Most of the children ran riot, rolling in the dew-wet grass and being of little help to anyone. Our three were as bad as the rest, and twice we lost Adam, only to have him returned by neighbours who had recognized his indignant roar. (Once heard, never forgotten.) But, eventually, everyone had collected all the herbs and plants they needed, by which time the larks were shrilling overhead in a hot blue sky and the fields, cleared of mist, spread green and gold all around us. We could see the hedgerows bright with white and pink wild roses.

‘Aren’t you going to pick one for me?’ Adela asked as we made our way back to the Redcliffe Gate.

I shook my head. ‘This year I’m buying you a rose from one of the street vendors,’ I announced, enjoying her look of astonishment. ‘You can pull it apart at this evening’s feast and surprise us both.’

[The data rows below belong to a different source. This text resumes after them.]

#[async_trait]
impl CatalogIntrospector for MssqlIntrospector {
    fn engine(&self) -> DatabaseType {
        DatabaseType::Mssql
    }

    #[instrument(skip(self), fields(db = "mssql"))]
    async fn list_base_tables(&self) -> DbResult<Vec<TableName>> {
        let mut conn = self.connection().await?;
        let rows = conn
            .simple_query(LIST_TABLES)
            .await
            .map_err(catalog_failed)?
            .into_first_result()
            .await
            .map_err(catalog_failed)?;

        rows.iter()
            .map(|row| Ok(TableName::new(required_text(row, 0)?, required_text(row, 1)?)))
            .collect()
    }

    #[instrument(skip(self), fields(db = "mssql", table = %table))]
    async fn columns(&self, table: &TableName) -> DbResult<Vec<ColumnDescriptor>> {
        let rows = self.catalog_rows(LIST_COLUMNS, table).await?;

        rows.iter()
            .map(|row| {
                Ok(ColumnDescriptor {
                    name: required_text(row, 0)?,
                    data_type: required_text(row, 1)?,
                    max_length: row.try_get::<i32, _>(2).map_err(catalog_failed)?,
                    nullable: text(row, 3)?.as_deref() == Some("YES"),
                    default: text(row, 4)?,
                })
            })
            .collect()
    }

    #[instrument(skip(self), fields(db = "mssql", table = %table))]
    async fn primary_keys(&self, table: &TableName) -> DbResult<Vec<String>> {
        let rows = self.catalog_rows(PRIMARY_KEYS, table).await?;
        rows.iter().map(|row| required_text(row, 0)).collect()
    }

    #[instrument(skip(self), fields(db = "mssql", table = %table))]
    async fn foreign_keys(&self, table: &TableName) -> DbResult<Vec<ForeignKeyDescriptor>> {
        let rows = self.object_rows(FOREIGN_KEYS, table).await?;

        rows.iter()
            .map(|row| {
                Ok(ForeignKeyDescriptor {
                    column: required_text(row, 0)?,
                    references_schema: required_text(row, 1)?,
                    references_table: required_text(row, 2)?,
                    references_column: required_text(row, 3)?,
                })
            })
            .collect()
    }

    #[instrument(skip(self), fields(db = "mssql", table = %table))]
    async fn approximate_row_count(&self, table: &TableName) -> DbResult<Option<i64>> {
        let rows = self.object_rows(ROW_ESTIMATE, table).await?;
        match rows.first() {
            Some(row) => row.try_get::<i64, _>(0).map_err(catalog_failed),
            None => Ok(None),
        }
    }

    #[instrument(skip(self, sql), fields(db = "mssql"))]
    async fn fetch(&self, sql: &str, max_rows: usize) -> DbResult<RowSet> {
        let mut conn = self.connection().await?;
        debug!("Executing query: {}", sql);

        conn.simple_query(BEGIN_READ)
            .await
            .map_err(query_failed)?
            .into_results()
            .await
            .map_err(query_failed)?;

        let fetched = async {
            let mut stream = conn.query(sql, &[]).await.map_err(query_failed)?;
            let columns = stream
                .columns()
                .await
                .map_err(query_failed)?
                .map(|cols| cols.iter().map(|c| c.name().to_string()).collect())
                .unwrap_or_default();
            let mut rows = RowSet::new(columns);

            // Only the first result set is read; the rest is drained by the next request.
            while rows.rows.len() < max_rows {
                let item = stream.try_next().await.map_err(query_failed)?;
                let step = match &item {
                    Some(QueryItem::Row(row)) => first_result_set(Item::Row, row.result_index()),
                    Some(QueryItem::Metadata(meta)) => first_result_set(Item::Metadata, meta.result_index()),
                    None => Step::Stop,
                };
                match (step, item) {
                    (Step::Keep, Some(QueryItem::Row(row))) => {
                        rows.push_values(row.into_iter().map(cell_value).collect());
                    }
                    (Step::Stop, _) => break,
                    _ => {}
                }
            }
            Ok::<_, DatabaseError>(rows)
        }
        .await;

        let rolled_back = async {
            conn.simple_query(END_READ).await?.into_results().await?;
            Ok::<_, tiberius::error::Error>(())
        }
        .await;

        match (fetched, rolled_back) {
            (Ok(rows), Ok(())) => {
                debug!("Fetched {} rows", rows.rows.len());
                Ok(rows)
            }
            (Ok(_), Err(e)) => Err(query_failed(e)),
            (Err(e), rolled_back) => {
                if let Err(rollback) = rolled_back {
                    warn!("Rollback after failed query also failed: {}", rollback);
                }
                Err(e)
            }
        }
    }
}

‘Does this mean that you, also, need to find out if you still love me?’

She had put an entirely different interpretation on my action to the one I had intended, so I thought it wisest not to answer; in any case, my attention had been distracted. As we passed William Canynges’s great church, I saw Marianne Avenel and Luke Prettywood loitering in its shadow, his head bent to hers, her flower-like face upturned in adoration, the pair of them so close together that, at first glance, they appeared to be a single person. He was talking earnestly to her, and at one point I saw her laugh. Then I was swept along by the crowd and they were once more lost from sight.

The rest of the day was spent in a little desultory peddling around the town, before abandoning all pretence of work and lending assistance to my fellow citizens, who were setting up trestle tables in the streets ready for the Midsummer Eve’s feast. Adela and I, uneasily conscious of the animosity of some of our Small Street neighbours, had agreed to walk as far as Redcliffe and take our supper with Margaret Walker and her friends. And although this almost certainly meant encountering the ill will of my own erstwhile friend, Burl Hodge, in general the inhabitants of the Redcliffe Ward cared little for my new-found status as a householder.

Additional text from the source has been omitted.